An interest in engagement with the local people, especially the victims of post-conflict and post-authoritarian settings, has grown in the literature on transitional justice (TJ). A “once size fits all” solution has become unacceptable, replaced by the recognition that local justice mechanisms need to correspond to people’s priorities and local circumstances (Volčič & Simić 2013).
This study has many parallels with the work of Robins, in its ‘victim-centred approach’ (2013, 2) and the definition of victim formulated by Mendez (2016). The focus is on the role of victims’ and their relatives’ associations. Due to the fact that the transition in Spain took place four decades ago, most of the direct victims and indeed the perpetrators are no longer alive. Yet, the victims also include relatives ‘since the experience of suffering is not limited to that of persons who are directly targeted for murder, arbitrary arrest, forced disappearance or torture’ (Mendez 2016, 2). The victim and needs-centered approach of Robins proposes that TJ methods be shaped by the victims’ involvement, with the victims making their own claims, defining goals and participating in their implementation (2013, 58).
For Collins who has provided the most detailed definition, the term post-TJ refers to ‘challenges to or deepening of transition-era settlements around truth, justice and reconciliation’ (2012: 399). Collins additionally focuses on the ‘accountability actors’ of civil society who press legal charges against the perpetrators of past crimes (2010: 40). In line with Collins’ reference to the internationalised character of post-TJ measures (2010: 22), the legal complaint waged by the Spanish victims in Argentina against crimes of Francoism displays a commitment to the pursuit of justice beyond the borders. Collins draws attention at how the post-TJ processes have ‘been largely non-state, driven by private actors operating both “above” and “below” the state,… [with] divergent aims’ (2010: 22). The associations under study personify such efforts from “below” in Spain.
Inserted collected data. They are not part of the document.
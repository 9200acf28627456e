//! Pipeline descriptor structures for RHI

use super::*;

/// Depth/stencil operation descriptor
#[derive(Debug, Clone, Copy, PartialEq, Eq, Hash)]
pub struct DepthStencilOpDesc {
    pub stencil_fail_op: StencilOp,
    pub stencil_depth_fail_op: StencilOp,
    pub stencil_pass_op: StencilOp,
    pub stencil_func: ComparisonFunc,
}

impl Default for DepthStencilOpDesc {
    fn default() -> Self {
        Self {
            stencil_fail_op: StencilOp::Keep,
            stencil_depth_fail_op: StencilOp::Keep,
            stencil_pass_op: StencilOp::Keep,
            stencil_func: ComparisonFunc::Always,
        }
    }
}

/// Depth/stencil descriptor
#[derive(Debug, Clone, PartialEq)]
pub struct DepthStencilDesc {
    pub format: Format,
    
    pub depth_test_enable: bool,
    pub depth_write_enable: bool,
    pub depth_func: ComparisonFunc,
    
    pub stencil_enable: bool,
    pub stencil_read_mask: u32,
    pub stencil_write_mask: u32,
    pub front_face: DepthStencilOpDesc,
    pub back_face: DepthStencilOpDesc,
    
    pub stencil_ref: u32, // TODO: this should be removed
}

impl Default for DepthStencilDesc {
    fn default() -> Self {
        Self {
            format: Format::Undefined,
            depth_test_enable: false,
            depth_write_enable: true,
            depth_func: ComparisonFunc::Less,
            stencil_enable: false,
            stencil_read_mask: 0xFFFFFFFF,
            stencil_write_mask: 0xFFFFFFFF,
            front_face: DepthStencilOpDesc::default(),
            back_face: DepthStencilOpDesc::default(),
            stencil_ref: 0,
        }
    }
}

/// Rasterizer descriptor
#[derive(Debug, Clone, PartialEq)]
pub struct RasterizerDesc {
    pub fill_mode: FillMode,
    pub cull_mode: CullMode,
    pub front_face: FrontFaceMode,
    pub depth_bias: i32,
    pub depth_bias_clamp: f32,
    pub slope_scaled_depth_bias: f32,
    pub depth_clip_enable: bool,
    pub scissor_enable: bool,
    pub multisample_enable: bool,
    pub antialiased_line_enable: bool,
    pub enable_conservative_rasterization: bool,
    pub forced_sample_count: u32,
}

impl Default for RasterizerDesc {
    fn default() -> Self {
        Self {
            fill_mode: FillMode::Solid,
            cull_mode: CullMode::None,
            front_face: FrontFaceMode::CounterClockwise,
            depth_bias: 0,
            depth_bias_clamp: 0.0,
            slope_scaled_depth_bias: 0.0,
            depth_clip_enable: true,
            scissor_enable: false,
            multisample_enable: false,
            antialiased_line_enable: false,
            enable_conservative_rasterization: false,
            forced_sample_count: 0,
        }
    }
}

/// Aspect blend descriptor
#[derive(Debug, Clone, Copy, PartialEq, Eq, Hash)]
pub struct AspectBlendDesc {
    pub src_factor: BlendFactor,
    pub dst_factor: BlendFactor,
    pub op: BlendOp,
}

impl Default for AspectBlendDesc {
    fn default() -> Self {
        Self {
            src_factor: BlendFactor::One,
            dst_factor: BlendFactor::Zero,
            op: BlendOp::Add,
        }
    }
}

/// Color target descriptor
#[derive(Debug, Clone, PartialEq)]
pub struct ColorTargetDesc {
    pub format: Format,
    pub color: AspectBlendDesc,
    pub alpha: AspectBlendDesc,
    pub enable_blend: bool,
    pub logic_op: LogicOp,
    pub write_mask: RenderTargetWriteMask,
}

impl Default for ColorTargetDesc {
    fn default() -> Self {
        Self {
            format: Format::Undefined,
            color: AspectBlendDesc::default(),
            alpha: AspectBlendDesc::default(),
            enable_blend: false,
            logic_op: LogicOp::NoOp,
            write_mask: RenderTargetWriteMask::ALL,
        }
    }
}

/// Multisample descriptor
#[derive(Debug, Clone, Copy, PartialEq, Eq, Hash)]
pub struct MultisampleDesc {
    pub sample_count: u32,
    pub sample_mask: u32,
    pub alpha_to_coverage_enable: bool,
    pub alpha_to_one_enable: bool,
}

impl Default for MultisampleDesc {
    fn default() -> Self {
        Self {
            sample_count: 1,
            sample_mask: 0xFFFFFFFF,
            alpha_to_coverage_enable: false,
            alpha_to_one_enable: false,
        }
    }
}

/// Render pipeline descriptor
#[derive(Debug, Clone, PartialEq)]
pub struct RenderPipelineDesc {
    pub struct_type: StructType,
    pub next: Option<*const std::ffi::c_void>,
    
    pub program: Option<*mut std::ffi::c_void>, // IShaderProgram*
    pub input_layout: Option<*mut std::ffi::c_void>, // IInputLayout*
    pub primitive_topology: PrimitiveTopology,
    pub targets: Vec<ColorTargetDesc>,
    pub depth_stencil: DepthStencilDesc,
    pub rasterizer: RasterizerDesc,
    pub multisample: MultisampleDesc,
    
    /// Defer target code compilation of program to dispatch time.
    pub defer_target_compilation: bool,
    
    pub label: Option<String>,
}

impl Default for RenderPipelineDesc {
    fn default() -> Self {
        Self {
            struct_type: StructType::RenderPipelineDesc,
            next: None,
            program: None,
            input_layout: None,
            primitive_topology: PrimitiveTopology::TriangleList,
            targets: Vec::new(),
            depth_stencil: DepthStencilDesc::default(),
            rasterizer: RasterizerDesc::default(),
            multisample: MultisampleDesc::default(),
            defer_target_compilation: false,
            label: None,
        }
    }
}

/// Compute pipeline descriptor
#[derive(Debug, Clone, PartialEq)]
pub struct ComputePipelineDesc {
    pub struct_type: StructType,
    pub next: Option<*const std::ffi::c_void>,
    
    pub program: Option<*mut std::ffi::c_void>, // IShaderProgram*
    pub d3d12_root_signature_override: Option<*mut std::ffi::c_void>,
    
    /// Defer target code compilation of program to dispatch time.
    pub defer_target_compilation: bool,
    
    pub label: Option<String>,
}

impl Default for ComputePipelineDesc {
    fn default() -> Self {
        Self {
            struct_type: StructType::ComputePipelineDesc,
            next: None,
            program: None,
            d3d12_root_signature_override: None,
            defer_target_compilation: false,
            label: None,
        }
    }
}

/// Hit group descriptor for ray tracing
#[derive(Debug, Clone, PartialEq, Default)]
pub struct HitGroupDesc {
    pub hit_group_name: Option<String>,
    pub closest_hit_entry_point: Option<String>,
    pub any_hit_entry_point: Option<String>,
    pub intersection_entry_point: Option<String>,
}


/// Ray tracing pipeline descriptor
#[derive(Debug, Clone, PartialEq)]
pub struct RayTracingPipelineDesc {
    pub struct_type: StructType,
    pub next: Option<*const std::ffi::c_void>,
    
    pub program: Option<*mut std::ffi::c_void>, // IShaderProgram*
    pub hit_groups: Vec<HitGroupDesc>,
    pub max_recursion: u32,
    pub max_ray_payload_size: u32,
    pub max_attribute_size_in_bytes: u32,
    pub flags: RayTracingPipelineFlags,
    
    /// Defer target code compilation of program to dispatch time.
    pub defer_target_compilation: bool,
    
    pub label: Option<String>,
}

impl Default for RayTracingPipelineDesc {
    fn default() -> Self {
        Self {
            struct_type: StructType::RayTracingPipelineDesc,
            next: None,
            program: None,
            hit_groups: Vec::new(),
            max_recursion: 0,
            max_ray_payload_size: 0,
            max_attribute_size_in_bytes: 8,
            flags: RayTracingPipelineFlags::NONE,
            defer_target_compilation: false,
            label: None,
        }
    }
}

/// Shader record overwrite for shader tables
#[derive(Debug, Clone, Copy, PartialEq, Eq, Hash, Default)]
pub struct ShaderRecordOverwrite {
    /// Offset within the shader record.
    pub offset: u8,
    /// Number of bytes to overwrite.
    pub size: u8,
    /// Content to overwrite.
    pub data: [u8; 8],
}

/// Shader table descriptor
#[derive(Debug, Clone, PartialEq)]
pub struct ShaderTableDesc {
    pub struct_type: StructType,
    pub next: Option<*const std::ffi::c_void>,
    
    pub ray_gen_shader_entry_point_names: Vec<String>,
    pub ray_gen_shader_record_overwrites: Vec<ShaderRecordOverwrite>,
    
    pub miss_shader_entry_point_names: Vec<String>,
    pub miss_shader_record_overwrites: Vec<ShaderRecordOverwrite>,
    
    pub hit_group_names: Vec<String>,
    pub hit_group_record_overwrites: Vec<ShaderRecordOverwrite>,
    
    pub callable_shader_entry_point_names: Vec<String>,
    pub callable_shader_record_overwrites: Vec<ShaderRecordOverwrite>,
    
    pub program: Option<*mut std::ffi::c_void>, // IShaderProgram*
}

impl Default for ShaderTableDesc {
    fn default() -> Self {
        Self {
            struct_type: StructType::ShaderTableDesc,
            next: None,
            ray_gen_shader_entry_point_names: Vec::new(),
            ray_gen_shader_record_overwrites: Vec::new(),
            miss_shader_entry_point_names: Vec::new(),
            miss_shader_record_overwrites: Vec::new(),
            hit_group_names: Vec::new(),
            hit_group_record_overwrites: Vec::new(),
            callable_shader_entry_point_names: Vec::new(),
            callable_shader_record_overwrites: Vec::new(),
            program: None,
        }
    }
}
Setting the Base for the Associational Movement
A generational turnover is considered to be the prime factor in accounting for the increasingly vocal nature of the objections raised to the prevailing model of dealing with the past. Born in the 1960s (Humlebæk 2010, p. 426), it was the generation of the grandchildren who opened the debate on how the past would be dealt with. Members of this generation were ‘extremely critical of the Spanish model of transition, especially towards the institutionalized silence’ (Gelonch-Solé 2013, 514). It has been argued that the entry into the scene of a generation of grandchildren who persevered in finding out what their grandparents had been subjected to has been the underlying factor in accounting for the dynamism involved in social efforts aimed at reckoning with the past.
While the attempts at earlier decades were based on isolated, one-off, fragmented and limited claims centering fully on the individual, the memory movement gained momentum to achieve a collective dimension, questioning impunity frontally, diversifying its associative life and adopting a focus on human rights (Escudero, Campelo, González y Silva 2013, p. 21). The associative movement was increasingly regarded, however loosely, as constituting a network (Silva 2011, p. 71; Rubin 2014, p. 106). The existence of associations at the national, AC, provincial and village level (Silva Barrera 2011, p. 72) as well as those concentrating their activities on one particular site, theme or episode of Spanish history testify to the pluralist nature of the universe of associations.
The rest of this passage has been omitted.